Between 1976 and 2001, an average of 57 cases of Saint Louis encephalitis were recorded by the CDC. Between 2003 and 2023, an average of 14 cases of Saint Louis encephalitis cases were recorded by the CDC. Human cases of Saint Louis encephalitis occur primarily in the late summer or early fall. Urban outbreaks are more likely to occur when a dry summer follows a warmer spring and water remains pooled in drainage systems where Culex breed.

==Genetics==
Five evolutionary genetic studies of SLE virus have been published of which four focused on phylogeny, genetic variation, and recombination dynamics by sequencing the envelope protein gene and parts of other genes.

A recent evolutionary study based on 23 new full open reading frame sequences (near-complete genomes) found that the North American strains belonged to a single clade. Strains were isolated at different points in time (from 1933 to 2001) which allowed for the estimation of divergence times of SLE virus clades and the overall evolutionary rate.
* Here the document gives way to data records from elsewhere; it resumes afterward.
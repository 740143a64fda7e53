//! API middleware.

#![allow(missing_docs)]

use axum::{
    body::Body,
    extract::State,
    http::{Request, header::AUTHORIZATION},
    middleware::Next,
    response::Response,
};
use pitchboard_core::{SessionService, StartupService, VoteService};

/// Application state.
#[derive(Clone)]
pub struct AppState {
    pub vote_service: VoteService,
    pub startup_service: StartupService,
    pub sessions: SessionService,
}

/// Authentication middleware.
///
/// Resolves `Authorization: Bearer <token>` into a [`pitchboard_core::Session`]
/// request extension. Unknown tokens and resolver failures leave the request
/// anonymous.
pub async fn auth_middleware(
    State(state): State<AppState>,
    mut req: Request<Body>,
    next: Next,
) -> Response {
    if let Some(auth_header) = req.headers().get(AUTHORIZATION)
        && let Ok(auth_str) = auth_header.to_str()
        && let Some(token) = auth_str.strip_prefix("Bearer ")
    {
        match state.sessions.resolve(token.trim()).await {
            Ok(Some(session)) => {
                req.extensions_mut().insert(session);
            }
            Ok(None) => tracing::debug!("Unknown bearer token"),
            Err(e) => tracing::warn!(error = %e, "Session resolution failed"),
        }
    }

    next.run(req).await
}
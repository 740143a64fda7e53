//! Database entities.

#![allow(missing_docs)]

pub mod author;
pub mod startup;
pub mod vote;

pub use author::Entity as Author;
pub use startup::Entity as Startup;
pub use vote::Entity as Vote;
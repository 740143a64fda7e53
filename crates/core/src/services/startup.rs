//! Startup (pitch) service.

use async_trait::async_trait;
use chrono::Utc;
use pitchboard_common::{AppError, AppResult, IdGenerator};
use pitchboard_db::{
    entities::startup,
    repositories::{StartupRepository, VoteRepository},
};
use reqwest::{Client, header::CONTENT_TYPE};
use sea_orm::Set;
use serde::{Deserialize, Serialize};
use std::sync::Arc;
use std::time::Duration;
use validator::Validate;

use crate::services::session::Session;
use crate::services::vote::load_counts;
use crate::voting::{UserVote, VotingProps};

/// Maximum number of startups returned per author listing.
const MAX_LIST_LIMIT: u64 = 100;

/// Input for creating a pitch.
#[derive(Debug, Clone, Deserialize, Validate)]
#[serde(rename_all = "camelCase")]
pub struct CreatePitchInput {
    #[validate(length(min = 3, max = 100))]
    pub title: String,
    #[validate(length(min = 20, max = 500))]
    pub description: String,
    #[validate(length(min = 3, max = 20))]
    pub category: String,
    /// Image URL shown with the pitch.
    #[validate(url)]
    pub link: String,
    /// Markdown body.
    #[validate(length(min = 10))]
    pub pitch: String,
}

/// A startup together with the props its voting section starts from.
#[derive(Debug, Clone, PartialEq, Eq, Serialize)]
#[serde(rename_all = "camelCase")]
pub struct StartupPage {
    pub startup: startup::Model,
    pub voting: VotingProps,
}

/// Checks that a link points at an image.
#[async_trait]
pub trait ImageProbe: Send + Sync {
    /// Whether `url` serves an `image/*` content type.
    async fn is_image(&self, url: &str) -> bool;
}

/// Probes links with an HTTP `HEAD` request.
#[derive(Clone)]
pub struct HttpImageProbe {
    client: Client,
}

impl HttpImageProbe {
    pub fn new(timeout: Duration) -> AppResult<Self> {
        let client = Client::builder()
            .timeout(timeout)
            .build()
            .map_err(|e| AppError::Internal(format!("Failed to create HTTP client: {e}")))?;
        Ok(Self { client })
    }
}

#[async_trait]
impl ImageProbe for HttpImageProbe {
    async fn is_image(&self, url: &str) -> bool {
        match self.client.head(url).send().await {
            Ok(response) => response
                .headers()
                .get(CONTENT_TYPE)
                .and_then(|v| v.to_str().ok())
                .is_some_and(|ct| ct.starts_with("image/")),
            Err(e) => {
                tracing::debug!(url = %url, error = %e, "Image probe failed");
                false
            }
        }
    }
}

/// Accepts every link.
pub struct NoOpImageProbe;

#[async_trait]
impl ImageProbe for NoOpImageProbe {
    async fn is_image(&self, _url: &str) -> bool {
        true
    }
}

/// Type alias for a shared image probe.
pub type ImageProbeService = Arc<dyn ImageProbe>;

/// Turn a title into a URL slug: lowercase ASCII letters, digits and single dashes.
///
/// Non-ASCII text is transliterated first, so `Crème` becomes `creme`.
#[must_use]
pub fn slugify(title: &str) -> String {
    let ascii = deunicode::deunicode(title);
    let mut slug = String::with_capacity(ascii.len());
    let mut pending_dash = false;

    for c in ascii.chars() {
        if c.is_ascii_alphanumeric() {
            if pending_dash && !slug.is_empty() {
                slug.push('-');
            }
            pending_dash = false;
            slug.push(c.to_ascii_lowercase());
        } else if c.is_whitespace() || c == '-' || c == '_' {
            pending_dash = true;
        }
    }

    slug
}

/// Service for publishing and reading startups.
#[derive(Clone)]
pub struct StartupService {
    startup_repo: StartupRepository,
    vote_repo: VoteRepository,
    image_probe: ImageProbeService,
    id_gen: IdGenerator,
}

impl StartupService {
    /// Create a new startup service.
    #[must_use]
    pub const fn new(
        startup_repo: StartupRepository,
        vote_repo: VoteRepository,
        image_probe: ImageProbeService,
    ) -> Self {
        Self {
            startup_repo,
            vote_repo,
            image_probe,
            id_gen: IdGenerator::new(),
        }
    }

    /// Publish a pitch authored by the session user.
    pub async fn create_pitch(
        &self,
        session: Option<&Session>,
        input: CreatePitchInput,
    ) -> AppResult<startup::Model> {
        let session = session.ok_or(AppError::Unauthorized)?;
        input.validate()?;

        if !self.image_probe.is_image(&input.link).await {
            return Err(AppError::Validation(
                "link: URL must point to an image".to_string(),
            ));
        }

        let slug = slugify(&input.title);
        if slug.is_empty() {
            return Err(AppError::Validation(
                "title: must contain letters or digits".to_string(),
            ));
        }

        let model = startup::ActiveModel {
            id: Set(self.id_gen.generate()),
            title: Set(input.title),
            slug: Set(slug),
            author_id: Set(session.user_id.clone()),
            description: Set(input.description),
            category: Set(input.category),
            image: Set(input.link),
            pitch: Set(input.pitch),
            created_at: Set(Utc::now().into()),
        };
        let created = self.startup_repo.create(model).await?;

        tracing::info!(
            startup_id = %created.id,
            author_id = %session.user_id,
            slug = %created.slug,
            "Pitch created"
        );
        Ok(created)
    }

    /// Get a startup by ID.
    pub async fn get(&self, startup_id: &str) -> AppResult<startup::Model> {
        self.startup_repo.get_by_id(startup_id).await
    }

    /// Get a startup with the initial state of its voting section.
    pub async fn get_page(
        &self,
        session: Option<&Session>,
        startup_id: &str,
    ) -> AppResult<StartupPage> {
        let startup = self.get(startup_id).await?;

        let initial_votes = load_counts(&self.vote_repo, startup_id).await?;

        let initial_user_vote = match session {
            Some(s) => self
                .vote_repo
                .find_by_user_and_startup(&s.user_id, startup_id)
                .await?
                .map(UserVote::from),
            None => None,
        };

        Ok(StartupPage {
            voting: VotingProps {
                startup_id: startup.id.clone(),
                user_id: session.map(|s| s.user_id.clone()),
                initial_votes,
                initial_user_vote,
            },
            startup,
        })
    }

    /// List an author's startups, newest first.
    pub async fn list_by_author(
        &self,
        author_id: &str,
        limit: u64,
        until_id: Option<&str>,
    ) -> AppResult<Vec<startup::Model>> {
        self.startup_repo
            .find_by_author(author_id, limit.min(MAX_LIST_LIMIT), until_id)
            .await
    }
}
Furthermore, this study found an increase in the effective population size of the SLE virus around the end of the 19th century that corresponds to the split of the latest North American clade, suggesting a northwards colonization of SLE virus in the Americas, and a split from the ancestral South American strains around 1892. Scans for natural selection showed that most codons of the SLE virus ORF were evolving neutrally or under negative selection. Positive selection was statistically detected only at one single codon coding for amino acids belonging to the hypothesized N-linked glycosylation site of the envelope protein. Nevertheless, the latter can be due to selection in vitro (laboratory) rather than in vivo (host). In an independent study, 14 out of 106 examined envelope gene sequences were found not to contain a specific codon at position 156 coding for this glycosylation site (Ser→Phe/Tyr).

Another study estimated the evolutionary rate to be 4.1 × 10^{−4} substitutions/site/year (95% confidence internal 2.5-5.7 × 10^{−4} substitutions/site/year).